Why Don’t YOU get a Spring Break?
I expect many pastors who read
this column are just like I was for most of my life. I didn’t get a “Spring Break” unless I took
“vacation days” for it. Now I teach college so I get a “Spring Break” the first
week of March every year. Even though it isn’t technically spring it is definitely a break.
How come YOU don’t get a Spring break? Why are breaks like this considered an
entitlement for students and teachers but most everyone else has to keep
working though virtually all of the year? And, while I’m at it, how come
students and teachers have summers off too? And weeks-long Christmas breaks?
What’s up with education taking so much time off?
What sort of business could stay
afloat if they took this much time off? What do we teach our students by giving
them off so much time? Maybe schooling isn’t supposed to get students ready for
life—but if it did, what kind of work life are we training students to expect? I think most students are in for a real shock
in the real world.
It all starts with elementary school. In my state (Indiana)
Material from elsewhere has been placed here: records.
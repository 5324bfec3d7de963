//! Domain Layer
//!
//! Contains entities, value objects, token claims and repository traits.

pub mod entity;
pub mod repository;
pub mod token;
pub mod value_object;

// Re-exports
pub use entity::user::User;
pub use repository::UserRepository;
pub use token::{TokenClaims, TokenKind};
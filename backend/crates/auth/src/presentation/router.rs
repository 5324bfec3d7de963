//! Auth Router

use axum::{
    Router,
    middleware::{from_fn, from_fn_with_state},
    routing::{get, patch, post},
};

use crate::domain::repository::UserRepository;
use crate::presentation::handlers::{self, AuthAppState};
use crate::presentation::middleware::{authenticate, login_rate_limit, require_admin};

/// Create the Auth router for any repository implementation
///
/// The `general` throttle is not applied here; wrap the whole API with
/// [`general_rate_limit`](crate::presentation::middleware::general_rate_limit).
pub fn auth_router<R>(state: AuthAppState<R>) -> Router
where
    R: UserRepository + Clone + Send + Sync + 'static,
{
    let login = Router::new()
        .route("/login", post(handlers::login::<R>))
        .route_layer(from_fn_with_state(state.limiter.clone(), login_rate_limit));

    let admin = Router::new()
        .route("/users/{user_id}", patch(handlers::update_user::<R>))
        .route_layer(from_fn(require_admin));

    let protected = Router::new()
        .route("/me", get(handlers::me))
        .merge(admin)
        .route_layer(from_fn_with_state(state.clone(), authenticate::<R>));

    Router::new()
        .route("/register", post(handlers::register::<R>))
        .route("/refresh", post(handlers::refresh::<R>))
        .route("/logout", post(handlers::logout::<R>))
        .merge(login)
        .merge(protected)
        .with_state(state)
}
//! Rate Limiter
//!
//! Two named buckets over one sliding-window store: `login` for credential
//! attempts and `general` for every request.

use std::net::IpAddr;
use std::sync::Arc;
use std::time::Duration;

use http::HeaderMap;
use platform::client::{ClientIdentityResolver, ForwardedForResolver};
use platform::clock::Clock;
use platform::rate_limit::{
    InMemoryRateLimitStore, RateLimitConfig, RateLimitResult, RateLimitStore, RateLimitSweeper,
};

use crate::application::config::AuthConfig;
use crate::error::{AuthError, AuthResult};

/// Rate limit bucket
#[derive(Debug, Clone, Copy, PartialEq, Eq, Hash)]
pub enum Bucket {
    Login,
    General,
}

impl Bucket {
    pub fn as_str(&self) -> &'static str {
        match self {
            Bucket::Login => "login",
            Bucket::General => "general",
        }
    }
}

/// Per-client request throttle
pub struct RateLimiter {
    store: Arc<dyn RateLimitStore>,
    clock: Arc<dyn Clock>,
    resolver: Arc<dyn ClientIdentityResolver>,
    login: RateLimitConfig,
    general: RateLimitConfig,
}

impl RateLimiter {
    pub fn new(
        config: &AuthConfig,
        store: Arc<dyn RateLimitStore>,
        resolver: Arc<dyn ClientIdentityResolver>,
        clock: Arc<dyn Clock>,
    ) -> Self {
        Self {
            store,
            clock,
            resolver,
            login: config.login_rate_limit(),
            general: config.general_rate_limit(),
        }
    }

    /// In-memory store keyed by forwarded-for address
    pub fn in_memory(config: &AuthConfig, clock: Arc<dyn Clock>) -> Self {
        Self::new(
            config,
            Arc::new(InMemoryRateLimitStore::new()),
            Arc::new(ForwardedForResolver),
            clock,
        )
    }

    /// Client identity for a request
    pub fn identify(&self, headers: &HeaderMap, peer: Option<IpAddr>) -> String {
        self.resolver.resolve(headers, peer)
    }

    pub fn config(&self, bucket: Bucket) -> &RateLimitConfig {
        match bucket {
            Bucket::Login => &self.login,
            Bucket::General => &self.general,
        }
    }

    /// Count one request against `bucket` for `identity`
    ///
    /// Returns `RateLimitExceeded` once the bucket ceiling is reached inside
    /// the window. Rejected requests do not extend the lockout.
    pub fn check(&self, bucket: Bucket, identity: &str) -> AuthResult<RateLimitResult> {
        let key = format!("{}:{}", bucket.as_str(), identity);
        let now_ms = self.clock.now_ms();
        let result = self
            .store
            .check_and_record(&key, self.config(bucket), now_ms);

        if result.allowed {
            Ok(result)
        } else {
            tracing::warn!(bucket = bucket.as_str(), client = %identity, "Rate limit exceeded");
            Err(AuthError::RateLimitExceeded {
                retry_after_secs: result.retry_after_secs(now_ms),
            })
        }
    }

    /// Start evicting idle keys every `interval`
    pub fn start_sweeper(&self, interval: Duration) -> RateLimitSweeper {
        let window = self.login.window.max(self.general.window);
        RateLimitSweeper::start(self.store.clone(), self.clock.clone(), window, interval)
    }
}
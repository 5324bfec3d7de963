//! Value Object Module

pub mod email;
pub mod user_name;
pub mod user_password;
pub mod user_role;

/// User identifier (UUID v4)
pub use kernel::id::UserId;
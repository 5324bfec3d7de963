//! Update User Access Use Case
//!
//! Administrative role and active-flag changes. Deactivation takes effect on
//! the user's next authenticated request.

use std::sync::Arc;

use platform::clock::Clock;

use crate::domain::entity::user::User;
use crate::domain::repository::UserRepository;
use crate::domain::value_object::{UserId, user_role::UserRole};
use crate::error::{AuthError, AuthResult};

/// Update input; at least one field must be set
pub struct UpdateUserAccessInput {
    pub user_id: UserId,
    pub role: Option<UserRole>,
    pub is_active: Option<bool>,
}

/// Update user access use case
pub struct UpdateUserAccessUseCase<R>
where
    R: UserRepository,
{
    repo: Arc<R>,
    clock: Arc<dyn Clock>,
}

impl<R> UpdateUserAccessUseCase<R>
where
    R: UserRepository,
{
    pub fn new(repo: Arc<R>, clock: Arc<dyn Clock>) -> Self {
        Self { repo, clock }
    }

    pub async fn execute(&self, input: UpdateUserAccessInput) -> AuthResult<User> {
        if input.role.is_none() && input.is_active.is_none() {
            return Err(AuthError::Validation(
                "Nothing to update: provide role or isActive".to_string(),
            ));
        }

        let mut user = self
            .repo
            .find_by_id(&input.user_id)
            .await?
            .ok_or(AuthError::UserNotFound)?;

        let now = self.clock.now();
        if let Some(role) = input.role {
            user.set_role(role, now);
        }
        if let Some(is_active) = input.is_active {
            user.set_active(is_active, now);
        }

        self.repo.update(&user).await?;

        tracing::info!(
            user_id = %user.user_id,
            role = %user.role,
            is_active = user.is_active,
            "User access updated"
        );

        Ok(user)
    }
}
//! User Entity
//!
//! Identity record owned by the credential store.

use chrono::{DateTime, Utc};

use crate::domain::value_object::{
    UserId, email::Email, user_name::UserName, user_password::UserPassword, user_role::UserRole,
};

/// User entity
///
/// Carries the password hash; never serialize it directly into a response.
#[derive(Debug, Clone)]
pub struct User {
    /// Internal UUID identifier
    pub user_id: UserId,
    /// Login handle (unique)
    pub user_name: UserName,
    /// Email address (unique)
    pub email: Email,
    pub password_hash: UserPassword,
    pub role: UserRole,
    /// Inactive users can neither log in nor use previously issued tokens
    pub is_active: bool,
    /// Last successful login time
    pub last_login_at: Option<DateTime<Utc>>,
    pub created_at: DateTime<Utc>,
    pub updated_at: DateTime<Utc>,
}

impl User {
    /// Create a new active user with the default role
    pub fn new(
        user_name: UserName,
        email: Email,
        password_hash: UserPassword,
        now: DateTime<Utc>,
    ) -> Self {
        Self {
            user_id: UserId::new(),
            user_name,
            email,
            password_hash,
            role: UserRole::default(),
            is_active: true,
            last_login_at: None,
            created_at: now,
            updated_at: now,
        }
    }

    /// Record successful login
    pub fn record_login(&mut self, at: DateTime<Utc>) {
        self.last_login_at = Some(at);
        self.updated_at = at;
    }

    /// Update user role
    pub fn set_role(&mut self, role: UserRole, at: DateTime<Utc>) {
        self.role = role;
        self.updated_at = at;
    }

    /// Activate or deactivate the account
    pub fn set_active(&mut self, is_active: bool, at: DateTime<Utc>) {
        self.is_active = is_active;
        self.updated_at = at;
    }
}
schools are required to meet 180 days a year—that’s 36 weeks of “work” with 16
weeks of vacation left over. Do you know any normal jobs that offer 16 weeks of
vacation? Maybe in
Germany, but not in the USA. I suppose one could argue that this
shortened work year makes sense because elementary children can’t be expected
to work as hard as adults yet. But the same 180 day rule applies to 18 year old
high school seniors too. Does 16 weeks off from school prepare students for
adult life?
But it gets even better in college. You’d think that by the
time a student was 21 years old they’d be ready to work more like adults work,
right? But that’s now how it works usually. At my University (Indiana Wesleyan
University) students attend school about 70 days a semester or 140 days a year
when vacation days and holidays are subtracted from the school schedule. That’s
the equivalent of working 28 five-day work weeks leaving students 24 weeks of
vacation left over. Do you know any pastors who get 28 weeks of vacation a
year?
Now, you might argue that being a student isn’t supposed to train you
for the adult working world. After all, we don’t pay students to go to college—they pay the bill so maybe they’re
entitled to “buy” only a half year’s worth of education if they want to. And
you can argue that many students work regular jobs in the summer (sometimes two jobs) to help pay their school bill.
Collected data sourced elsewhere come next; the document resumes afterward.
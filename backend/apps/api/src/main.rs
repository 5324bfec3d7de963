//! API Server Entry Point
//!
//! Application entry point and server initialization.
//! Uses `anyhow` for startup errors, but application-level
//! errors should use `kernel::error::AppError`.

use auth::middleware::general_rate_limit;
use auth::{AuthAppState, AuthConfig, InMemoryUserRepository, PgUserRepository, auth_router};
use axum::{
    Router,
    http::{self, Method, header},
    middleware::from_fn_with_state,
};
use sqlx::postgres::PgPoolOptions;
use std::env;
use std::net::SocketAddr;
use tokio::net::TcpListener;
use tower::ServiceBuilder;
use tower_http::cors::{AllowHeaders, AllowMethods, CorsLayer};
use tower_http::trace::TraceLayer;
use tracing_subscriber::{layer::SubscriberExt, util::SubscriberInitExt};

// Re-export unified error types for use in handlers
pub use kernel::error::{
    app_error::{AppError, AppResult},
    kind::ErrorKind,
};

const DEFAULT_BIND_ADDR: &str = "0.0.0.0:31113";

#[tokio::main]
async fn main() -> anyhow::Result<()> {
    // Load .env file
    dotenvy::dotenv().ok();

    // Initialize tracing
    tracing_subscriber::registry()
        .with(
            tracing_subscriber::EnvFilter::try_from_default_env()
                .unwrap_or_else(|_| "api=info,auth=info,platform=info,tower_http=info".into()),
        )
        .with(tracing_subscriber::fmt::layer())
        .init();

    let config = AuthConfig::from_env()?;
    tracing::info!(?config, "Auth configuration loaded");

    let bind_addr: SocketAddr = env::var("BIND_ADDR")
        .unwrap_or_else(|_| DEFAULT_BIND_ADDR.to_string())
        .parse()?;

    match env::var("DATABASE_URL") {
        Ok(database_url) => {
            let pool = PgPoolOptions::new()
                .max_connections(5)
                .connect(&database_url)
                .await?;

            tracing::info!("Connected to database");

            sqlx::migrate!("../../../database/migrations")
                .run(&pool)
                .await?;

            tracing::info!("Migrations completed");

            let state = AuthAppState::new(PgUserRepository::new(pool), config)?;
            serve(state, bind_addr).await
        }
        Err(_) => {
            tracing::warn!("DATABASE_URL not set, using an in-memory user store");
            let state = AuthAppState::new(InMemoryUserRepository::new(), config)?;
            serve(state, bind_addr).await
        }
    }
}

async fn serve<R>(state: AuthAppState<R>, addr: SocketAddr) -> anyhow::Result<()>
where
    R: auth::domain::UserRepository + Clone + Send + Sync + 'static,
{
    let sweeper = state
        .config
        .sweep_interval
        .map(|interval| state.limiter.start_sweeper(interval));

    // CORS configuration
    let frontend_origins = env::var("FRONTEND_ORIGINS")
        .unwrap_or_else(|_| "http://localhost:40922,http://127.0.0.1:40922".to_string());

    let allowed_origins: Vec<http::HeaderValue> = frontend_origins
        .split(',')
        .filter_map(|origin| origin.trim().parse().ok())
        .collect();

    let cors = CorsLayer::new()
        .allow_origin(allowed_origins)
        .allow_methods(AllowMethods::list([
            Method::GET,
            Method::POST,
            Method::PATCH,
            Method::OPTIONS,
        ]))
        .allow_headers(AllowHeaders::list([
            header::CONTENT_TYPE,
            header::AUTHORIZATION,
            header::ACCEPT,
        ]));

    // Build router; the general throttle sees every API request
    let app = Router::new()
        .nest("/api/auth", auth_router(state.clone()))
        .fallback(|| async { AppError::not_found("No such endpoint") })
        .layer(from_fn_with_state(state.limiter.clone(), general_rate_limit))
        .layer(
            ServiceBuilder::new()
                .layer(TraceLayer::new_for_http())
                .layer(cors),
        );

    tracing::info!("Listening on {}", addr);

    let listener = TcpListener::bind(addr).await?;
    axum::serve(
        listener,
        app.into_make_service_with_connect_info::<SocketAddr>(),
    )
    .with_graceful_shutdown(shutdown_signal())
    .await?;

    if let Some(sweeper) = sweeper {
        sweeper.stop().await;
    }

    tracing::info!("Server stopped");
    Ok(())
}

async fn shutdown_signal() {
    if let Err(e) = tokio::signal::ctrl_c().await {
        tracing::warn!(error = %e, "Failed to listen for shutdown signal");
        std::future::pending::<()>().await;
    }
    tracing::info!("Shutdown signal received");
}
//! API DTOs (Data Transfer Objects)

use chrono::{DateTime, Utc};
use serde::{Deserialize, Serialize};

use crate::application::authenticate::AuthenticatedUser;
use crate::domain::entity::user::User;
use crate::domain::value_object::user_role::UserRole;
use crate::error::{AuthError, AuthResult};

// ============================================================================
// User Projection
// ============================================================================

/// Sanitized user; never carries the password hash
#[derive(Debug, Clone, Serialize)]
#[serde(rename_all = "camelCase")]
pub struct UserResponse {
    pub id: String,
    pub username: String,
    pub email: String,
    pub role: UserRole,
    #[serde(skip_serializing_if = "Option::is_none")]
    pub is_active: Option<bool>,
    #[serde(skip_serializing_if = "Option::is_none")]
    pub last_login: Option<DateTime<Utc>>,
    #[serde(skip_serializing_if = "Option::is_none")]
    pub created_at: Option<DateTime<Utc>>,
}

impl From<&User> for UserResponse {
    fn from(user: &User) -> Self {
        Self {
            id: user.user_id.to_string(),
            username: user.user_name.to_string(),
            email: user.email.to_string(),
            role: user.role,
            is_active: Some(user.is_active),
            last_login: user.last_login_at,
            created_at: Some(user.created_at),
        }
    }
}

impl From<&AuthenticatedUser> for UserResponse {
    fn from(user: &AuthenticatedUser) -> Self {
        Self {
            id: user.user_id.to_string(),
            username: user.user_name.to_string(),
            email: user.email.to_string(),
            role: user.role,
            is_active: None,
            last_login: None,
            created_at: None,
        }
    }
}

// ============================================================================
// Login
// ============================================================================

/// Login request
///
/// Missing fields deserialize as empty and are rejected by the use case.
#[derive(Debug, Clone, Default, Deserialize)]
#[serde(default)]
pub struct LoginRequest {
    pub username: String,
    pub password: String,
}

/// Issued token pair
#[derive(Debug, Clone, Serialize)]
pub struct TokenPair {
    pub access: String,
    pub refresh: String,
}

/// Login response
#[derive(Debug, Clone, Serialize)]
pub struct LoginResponse {
    pub success: bool,
    pub user: UserResponse,
    pub tokens: TokenPair,
}

// ============================================================================
// Register
// ============================================================================

/// Register request
#[derive(Debug, Clone, Default, Deserialize)]
#[serde(default)]
pub struct RegisterRequest {
    pub username: String,
    pub email: String,
    pub password: String,
}

impl RegisterRequest {
    /// Password composition rules applied before the core sees the request
    pub fn validate(&self) -> AuthResult<()> {
        let password = &self.password;
        if password.is_empty() {
            // Presence is reported by the use case together with the other fields
            return Ok(());
        }

        let has_upper = password.chars().any(char::is_uppercase);
        let has_lower = password.chars().any(char::is_lowercase);
        let has_digit = password.chars().any(|c| c.is_ascii_digit());

        if has_upper && has_lower && has_digit {
            Ok(())
        } else {
            Err(AuthError::Validation(
                "Password must contain an uppercase letter, a lowercase letter and a digit"
                    .to_string(),
            ))
        }
    }
}

/// Register response
#[derive(Debug, Clone, Serialize)]
pub struct RegisterResponse {
    pub success: bool,
    pub message: String,
    pub user: UserResponse,
}

// ============================================================================
// Refresh / Logout
// ============================================================================

/// Refresh request
#[derive(Debug, Clone, Default, Deserialize)]
#[serde(default, rename_all = "camelCase")]
pub struct RefreshRequest {
    pub refresh_token: String,
}

/// Refresh response
#[derive(Debug, Clone, Serialize)]
#[serde(rename_all = "camelCase")]
pub struct RefreshResponse {
    pub success: bool,
    pub access_token: String,
    #[serde(skip_serializing_if = "Option::is_none")]
    pub refresh_token: Option<String>,
}

/// Logout request body (optional)
#[derive(Debug, Clone, Default, Deserialize)]
#[serde(default, rename_all = "camelCase")]
pub struct LogoutRequest {
    pub refresh_token: Option<String>,
}

/// Generic success message
#[derive(Debug, Clone, Serialize)]
pub struct MessageResponse {
    pub success: bool,
    pub message: String,
}

// ============================================================================
// Current User / Admin
// ============================================================================

/// Current or updated user
#[derive(Debug, Clone, Serialize)]
pub struct UserEnvelope {
    pub user: UserResponse,
}

/// Admin role/status change
#[derive(Debug, Clone, Default, Deserialize)]
#[serde(default, rename_all = "camelCase")]
pub struct UpdateUserRequest {
    pub role: Option<UserRole>,
    pub is_active: Option<bool>,
}

#[cfg(test)]
mod tests {
    use super::*;

    fn register(password: &str) -> RegisterRequest {
        RegisterRequest {
            username: "dave".to_string(),
            email: "dave@example.com".to_string(),
            password: password.to_string(),
        }
    }

    #[test]
    fn test_password_composition() {
        assert!(register("Password1").validate().is_ok());
        assert!(register("password1").validate().is_err());
        assert!(register("PASSWORD1").validate().is_err());
        assert!(register("Passwordx").validate().is_err());
    }

    #[test]
    fn test_missing_fields_default_to_empty() {
        let req: LoginRequest = serde_json::from_str(r#"{"username":"dave"}"#).unwrap();
        assert_eq!(req.username, "dave");
        assert!(req.password.is_empty());
    }

    #[test]
    fn test_refresh_request_is_camel_case() {
        let req: RefreshRequest = serde_json::from_str(r#"{"refreshToken":"abc"}"#).unwrap();
        assert_eq!(req.refresh_token, "abc");
    }

    #[test]
    fn test_update_request_role_codes() {
        let req: UpdateUserRequest =
            serde_json::from_str(r#"{"role":"manager","isActive":false}"#).unwrap();
        assert_eq!(req.role, Some(UserRole::Manager));
        assert_eq!(req.is_active, Some(false));

        assert!(serde_json::from_str::<UpdateUserRequest>(r#"{"role":"root"}"#).is_err());
    }
}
That’s true too. But when I correspond with recent graduates in their first job
in a church almost every one of them describes their shock at adjusting to an
adult world where they get only two—or at the most three—weeks vacation a year.
Now they see why their parents advised them, “Sure, go to Florida or
hitchhike around Europe while you can—this’ll end soon enough!”
All this reminds me of the sorry state of education. We expect
a 100% outcome with only a 50% input. Teachers and professors work for ten
years to earn their advanced degree then are only expected to show up in class
a bit more than half of the year. Sure, when school is not in session they are
expected to grade papers and write textbooks (what I’m doing this week while
students are on spring break) but still even if a professor spends ten full
weeks a year writing and doing research they still would have 14 weeks left
over! What other enterprise gives their primary “line workers” 14 weeks off?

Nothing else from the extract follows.